(Records contained in a dataset)
*** Begin section ***

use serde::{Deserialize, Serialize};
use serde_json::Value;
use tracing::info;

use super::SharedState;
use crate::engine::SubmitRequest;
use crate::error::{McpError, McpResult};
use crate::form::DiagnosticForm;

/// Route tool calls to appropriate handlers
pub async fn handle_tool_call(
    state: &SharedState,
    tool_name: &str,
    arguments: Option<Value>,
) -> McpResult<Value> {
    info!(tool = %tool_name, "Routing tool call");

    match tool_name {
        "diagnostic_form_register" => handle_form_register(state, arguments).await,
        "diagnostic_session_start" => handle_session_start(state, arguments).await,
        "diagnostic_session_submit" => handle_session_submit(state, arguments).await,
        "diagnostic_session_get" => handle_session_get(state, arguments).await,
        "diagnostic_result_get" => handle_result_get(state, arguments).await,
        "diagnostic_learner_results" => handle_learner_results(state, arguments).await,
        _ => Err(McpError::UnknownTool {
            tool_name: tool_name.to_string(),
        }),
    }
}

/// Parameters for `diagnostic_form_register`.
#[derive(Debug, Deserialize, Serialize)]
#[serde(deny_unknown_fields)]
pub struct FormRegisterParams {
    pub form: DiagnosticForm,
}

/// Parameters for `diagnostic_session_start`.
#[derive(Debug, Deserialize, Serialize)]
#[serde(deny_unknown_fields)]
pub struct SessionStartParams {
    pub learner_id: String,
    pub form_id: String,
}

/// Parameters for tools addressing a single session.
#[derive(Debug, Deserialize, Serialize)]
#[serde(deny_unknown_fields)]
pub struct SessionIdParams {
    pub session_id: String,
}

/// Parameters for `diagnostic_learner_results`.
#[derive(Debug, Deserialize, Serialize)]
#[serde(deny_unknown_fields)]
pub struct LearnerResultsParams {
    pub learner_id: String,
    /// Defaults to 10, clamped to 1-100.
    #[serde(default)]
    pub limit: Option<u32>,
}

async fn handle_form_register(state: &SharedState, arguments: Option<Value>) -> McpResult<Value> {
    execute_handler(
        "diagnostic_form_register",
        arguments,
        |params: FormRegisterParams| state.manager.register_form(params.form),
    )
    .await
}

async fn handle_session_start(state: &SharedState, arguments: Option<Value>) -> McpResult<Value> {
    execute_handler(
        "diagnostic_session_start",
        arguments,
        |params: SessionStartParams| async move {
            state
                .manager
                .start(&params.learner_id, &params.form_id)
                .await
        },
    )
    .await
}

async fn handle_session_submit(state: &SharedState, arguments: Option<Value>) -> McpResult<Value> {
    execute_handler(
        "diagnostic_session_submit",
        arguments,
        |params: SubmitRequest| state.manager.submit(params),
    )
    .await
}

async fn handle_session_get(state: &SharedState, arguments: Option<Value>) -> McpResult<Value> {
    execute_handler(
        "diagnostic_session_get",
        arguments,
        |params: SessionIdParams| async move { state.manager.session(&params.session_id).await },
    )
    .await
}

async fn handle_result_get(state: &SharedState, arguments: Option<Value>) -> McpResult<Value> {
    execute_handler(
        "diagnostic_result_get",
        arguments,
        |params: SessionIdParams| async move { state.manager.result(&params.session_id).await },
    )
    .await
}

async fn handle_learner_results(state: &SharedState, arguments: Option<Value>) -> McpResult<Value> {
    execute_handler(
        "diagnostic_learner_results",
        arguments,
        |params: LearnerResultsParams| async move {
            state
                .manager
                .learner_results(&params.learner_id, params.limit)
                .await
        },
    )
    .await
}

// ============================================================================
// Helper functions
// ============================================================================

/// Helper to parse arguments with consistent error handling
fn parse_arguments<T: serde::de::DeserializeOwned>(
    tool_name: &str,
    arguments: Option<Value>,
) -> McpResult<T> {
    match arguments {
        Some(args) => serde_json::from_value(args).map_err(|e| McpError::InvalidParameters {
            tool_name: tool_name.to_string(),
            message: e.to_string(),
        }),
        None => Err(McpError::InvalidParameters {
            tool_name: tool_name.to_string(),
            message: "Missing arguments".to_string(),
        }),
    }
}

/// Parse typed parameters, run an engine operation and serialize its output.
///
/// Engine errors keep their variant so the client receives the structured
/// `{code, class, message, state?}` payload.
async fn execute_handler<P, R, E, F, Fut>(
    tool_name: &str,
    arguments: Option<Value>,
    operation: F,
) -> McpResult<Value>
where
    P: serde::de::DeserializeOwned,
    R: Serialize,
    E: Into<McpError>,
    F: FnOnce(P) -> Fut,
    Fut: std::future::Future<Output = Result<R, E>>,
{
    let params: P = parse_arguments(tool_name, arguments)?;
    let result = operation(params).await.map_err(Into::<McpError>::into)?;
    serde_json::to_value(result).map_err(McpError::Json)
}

*** End section ***
*** Begin section ***

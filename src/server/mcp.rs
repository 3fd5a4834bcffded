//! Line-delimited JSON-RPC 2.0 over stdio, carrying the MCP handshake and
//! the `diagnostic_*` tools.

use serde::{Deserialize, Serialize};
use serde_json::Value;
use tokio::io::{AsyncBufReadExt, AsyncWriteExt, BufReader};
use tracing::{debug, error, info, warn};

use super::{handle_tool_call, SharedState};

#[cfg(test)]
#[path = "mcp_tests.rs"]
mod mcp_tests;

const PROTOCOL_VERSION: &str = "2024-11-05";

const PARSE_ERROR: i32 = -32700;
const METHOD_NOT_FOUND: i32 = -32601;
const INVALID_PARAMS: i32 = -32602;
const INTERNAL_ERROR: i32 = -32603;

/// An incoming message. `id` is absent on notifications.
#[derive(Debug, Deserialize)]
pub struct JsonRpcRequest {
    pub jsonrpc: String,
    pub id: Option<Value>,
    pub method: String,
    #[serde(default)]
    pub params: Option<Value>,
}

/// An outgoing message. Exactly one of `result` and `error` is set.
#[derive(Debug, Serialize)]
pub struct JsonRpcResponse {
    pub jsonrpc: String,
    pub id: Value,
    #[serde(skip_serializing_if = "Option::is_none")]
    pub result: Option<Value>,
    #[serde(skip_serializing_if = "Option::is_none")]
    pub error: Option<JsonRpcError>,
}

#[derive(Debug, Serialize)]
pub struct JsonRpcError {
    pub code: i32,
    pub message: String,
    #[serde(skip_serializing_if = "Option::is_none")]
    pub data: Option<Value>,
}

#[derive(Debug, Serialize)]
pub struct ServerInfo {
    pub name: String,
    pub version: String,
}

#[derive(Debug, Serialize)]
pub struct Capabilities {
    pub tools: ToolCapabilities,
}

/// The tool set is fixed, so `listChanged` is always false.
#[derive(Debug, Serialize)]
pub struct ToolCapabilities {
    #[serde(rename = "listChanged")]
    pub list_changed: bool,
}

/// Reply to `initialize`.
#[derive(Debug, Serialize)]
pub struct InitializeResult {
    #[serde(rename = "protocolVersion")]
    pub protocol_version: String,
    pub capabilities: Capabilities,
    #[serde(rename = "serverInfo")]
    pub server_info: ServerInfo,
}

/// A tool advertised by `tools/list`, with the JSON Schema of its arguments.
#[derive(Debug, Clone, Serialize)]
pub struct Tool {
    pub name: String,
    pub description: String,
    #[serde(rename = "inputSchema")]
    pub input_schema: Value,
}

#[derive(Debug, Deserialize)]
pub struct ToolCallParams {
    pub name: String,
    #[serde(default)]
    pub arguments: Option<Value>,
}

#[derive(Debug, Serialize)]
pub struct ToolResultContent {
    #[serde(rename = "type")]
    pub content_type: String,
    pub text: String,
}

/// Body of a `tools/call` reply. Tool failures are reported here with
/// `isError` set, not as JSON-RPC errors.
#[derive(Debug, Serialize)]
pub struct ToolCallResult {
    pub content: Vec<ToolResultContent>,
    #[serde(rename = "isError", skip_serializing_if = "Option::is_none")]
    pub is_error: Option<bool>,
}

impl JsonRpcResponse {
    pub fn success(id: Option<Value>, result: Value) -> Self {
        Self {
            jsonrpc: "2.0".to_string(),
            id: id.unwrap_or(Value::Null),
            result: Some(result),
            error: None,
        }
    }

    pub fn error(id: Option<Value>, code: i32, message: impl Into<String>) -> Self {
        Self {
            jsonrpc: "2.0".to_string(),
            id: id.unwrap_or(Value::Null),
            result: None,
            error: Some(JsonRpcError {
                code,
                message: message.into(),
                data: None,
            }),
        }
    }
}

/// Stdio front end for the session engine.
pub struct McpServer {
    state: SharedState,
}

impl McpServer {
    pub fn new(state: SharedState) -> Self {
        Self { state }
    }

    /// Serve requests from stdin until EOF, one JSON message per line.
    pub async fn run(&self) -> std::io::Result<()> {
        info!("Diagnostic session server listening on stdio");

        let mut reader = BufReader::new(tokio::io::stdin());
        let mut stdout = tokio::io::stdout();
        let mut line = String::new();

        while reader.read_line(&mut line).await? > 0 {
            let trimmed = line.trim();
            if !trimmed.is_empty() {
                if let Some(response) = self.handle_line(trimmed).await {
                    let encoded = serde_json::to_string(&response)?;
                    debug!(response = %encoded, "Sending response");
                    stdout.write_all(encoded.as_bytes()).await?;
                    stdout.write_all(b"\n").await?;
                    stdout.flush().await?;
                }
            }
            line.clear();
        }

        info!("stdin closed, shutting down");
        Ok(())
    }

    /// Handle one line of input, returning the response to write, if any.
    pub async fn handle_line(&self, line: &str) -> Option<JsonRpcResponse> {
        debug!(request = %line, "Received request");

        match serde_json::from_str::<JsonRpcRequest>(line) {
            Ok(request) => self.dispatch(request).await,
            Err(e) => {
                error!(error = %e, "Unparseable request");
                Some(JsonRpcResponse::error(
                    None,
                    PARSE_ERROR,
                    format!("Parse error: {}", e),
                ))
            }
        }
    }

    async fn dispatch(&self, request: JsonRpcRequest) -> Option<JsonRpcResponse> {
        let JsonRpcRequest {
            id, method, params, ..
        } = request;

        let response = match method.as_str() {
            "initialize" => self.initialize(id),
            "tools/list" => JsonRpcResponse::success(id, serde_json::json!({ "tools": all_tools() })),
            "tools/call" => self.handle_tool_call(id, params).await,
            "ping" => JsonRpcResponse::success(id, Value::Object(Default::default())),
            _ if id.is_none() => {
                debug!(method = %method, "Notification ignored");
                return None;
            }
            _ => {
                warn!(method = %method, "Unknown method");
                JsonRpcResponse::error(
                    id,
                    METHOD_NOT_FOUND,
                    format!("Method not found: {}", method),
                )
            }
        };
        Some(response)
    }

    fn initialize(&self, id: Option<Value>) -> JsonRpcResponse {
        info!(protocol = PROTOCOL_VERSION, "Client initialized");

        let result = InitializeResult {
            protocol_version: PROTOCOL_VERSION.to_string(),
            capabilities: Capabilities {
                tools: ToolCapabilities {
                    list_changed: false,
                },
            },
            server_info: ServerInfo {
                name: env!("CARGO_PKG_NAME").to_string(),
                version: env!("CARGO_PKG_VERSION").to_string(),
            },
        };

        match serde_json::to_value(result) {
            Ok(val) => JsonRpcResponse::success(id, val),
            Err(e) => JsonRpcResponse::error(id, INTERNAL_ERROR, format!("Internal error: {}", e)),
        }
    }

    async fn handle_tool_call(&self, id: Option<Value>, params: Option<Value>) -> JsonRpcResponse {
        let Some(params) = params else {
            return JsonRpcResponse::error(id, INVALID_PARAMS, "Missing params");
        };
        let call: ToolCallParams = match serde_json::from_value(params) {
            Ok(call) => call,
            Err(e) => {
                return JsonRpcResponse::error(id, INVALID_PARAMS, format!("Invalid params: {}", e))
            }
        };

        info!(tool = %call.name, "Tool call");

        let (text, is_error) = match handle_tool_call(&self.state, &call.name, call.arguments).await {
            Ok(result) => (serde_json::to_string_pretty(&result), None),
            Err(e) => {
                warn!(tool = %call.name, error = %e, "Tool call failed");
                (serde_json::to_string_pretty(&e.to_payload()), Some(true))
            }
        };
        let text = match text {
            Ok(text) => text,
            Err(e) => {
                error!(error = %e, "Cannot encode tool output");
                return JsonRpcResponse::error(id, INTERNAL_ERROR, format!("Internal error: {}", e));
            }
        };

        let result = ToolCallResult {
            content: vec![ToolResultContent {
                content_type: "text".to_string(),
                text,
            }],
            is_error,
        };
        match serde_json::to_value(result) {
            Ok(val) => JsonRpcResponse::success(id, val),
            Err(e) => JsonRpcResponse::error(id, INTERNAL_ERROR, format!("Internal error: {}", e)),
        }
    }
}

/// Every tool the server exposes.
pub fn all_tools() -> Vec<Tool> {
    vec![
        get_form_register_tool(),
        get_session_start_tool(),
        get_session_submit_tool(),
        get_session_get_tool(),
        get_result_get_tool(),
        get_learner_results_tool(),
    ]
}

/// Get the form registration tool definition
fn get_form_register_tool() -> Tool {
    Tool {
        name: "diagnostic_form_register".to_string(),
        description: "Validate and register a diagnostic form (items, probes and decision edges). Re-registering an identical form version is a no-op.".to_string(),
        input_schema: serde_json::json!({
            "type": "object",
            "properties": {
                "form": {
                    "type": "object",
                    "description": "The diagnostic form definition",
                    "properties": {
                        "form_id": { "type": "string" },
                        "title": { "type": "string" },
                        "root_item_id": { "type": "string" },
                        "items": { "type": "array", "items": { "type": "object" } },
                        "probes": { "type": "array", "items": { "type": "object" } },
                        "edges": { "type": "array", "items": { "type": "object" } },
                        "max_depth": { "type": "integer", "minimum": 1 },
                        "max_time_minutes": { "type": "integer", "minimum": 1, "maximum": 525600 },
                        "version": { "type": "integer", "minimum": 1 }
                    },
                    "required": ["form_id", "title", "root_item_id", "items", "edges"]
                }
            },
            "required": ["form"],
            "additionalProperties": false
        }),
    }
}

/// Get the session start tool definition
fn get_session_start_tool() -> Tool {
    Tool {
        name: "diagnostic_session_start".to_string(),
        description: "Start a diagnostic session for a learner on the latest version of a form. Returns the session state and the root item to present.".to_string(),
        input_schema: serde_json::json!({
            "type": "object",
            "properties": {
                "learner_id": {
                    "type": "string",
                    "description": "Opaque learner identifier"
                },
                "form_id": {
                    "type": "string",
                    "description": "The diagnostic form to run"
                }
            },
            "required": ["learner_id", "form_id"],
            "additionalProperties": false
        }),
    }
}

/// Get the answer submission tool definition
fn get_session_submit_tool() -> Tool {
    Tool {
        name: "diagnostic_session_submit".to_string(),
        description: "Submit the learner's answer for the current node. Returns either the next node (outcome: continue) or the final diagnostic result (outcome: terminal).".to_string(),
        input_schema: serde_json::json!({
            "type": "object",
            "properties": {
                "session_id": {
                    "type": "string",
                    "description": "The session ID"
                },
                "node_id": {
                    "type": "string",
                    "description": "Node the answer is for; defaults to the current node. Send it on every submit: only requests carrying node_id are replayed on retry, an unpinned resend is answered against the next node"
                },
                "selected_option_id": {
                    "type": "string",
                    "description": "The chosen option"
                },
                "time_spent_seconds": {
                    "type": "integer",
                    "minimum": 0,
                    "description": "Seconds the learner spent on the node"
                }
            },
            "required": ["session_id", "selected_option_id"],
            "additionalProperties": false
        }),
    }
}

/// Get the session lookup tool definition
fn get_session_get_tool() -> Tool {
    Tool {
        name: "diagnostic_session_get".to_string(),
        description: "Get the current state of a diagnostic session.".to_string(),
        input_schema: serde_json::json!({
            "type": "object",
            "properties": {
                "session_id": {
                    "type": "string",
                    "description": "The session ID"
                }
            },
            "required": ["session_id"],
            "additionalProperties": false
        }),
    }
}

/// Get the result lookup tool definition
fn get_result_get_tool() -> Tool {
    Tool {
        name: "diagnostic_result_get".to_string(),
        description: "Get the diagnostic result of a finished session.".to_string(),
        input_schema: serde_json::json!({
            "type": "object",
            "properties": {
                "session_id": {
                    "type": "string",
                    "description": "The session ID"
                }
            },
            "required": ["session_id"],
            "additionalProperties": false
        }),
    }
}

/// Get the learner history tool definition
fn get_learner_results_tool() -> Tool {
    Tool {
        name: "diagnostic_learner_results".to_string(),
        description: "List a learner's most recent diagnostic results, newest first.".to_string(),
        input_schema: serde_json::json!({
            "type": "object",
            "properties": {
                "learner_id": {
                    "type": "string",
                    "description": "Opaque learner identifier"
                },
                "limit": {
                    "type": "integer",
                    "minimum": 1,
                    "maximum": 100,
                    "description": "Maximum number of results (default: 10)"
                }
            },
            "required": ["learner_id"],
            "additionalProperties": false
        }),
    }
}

*** End section ***

• Task prompt: Pull every line containing "crate" out of the entries.

• Answer to the exercise:
use crate::engine::SubmitRequest;
use crate::error::{McpError, McpResult};
use crate::form::DiagnosticForm;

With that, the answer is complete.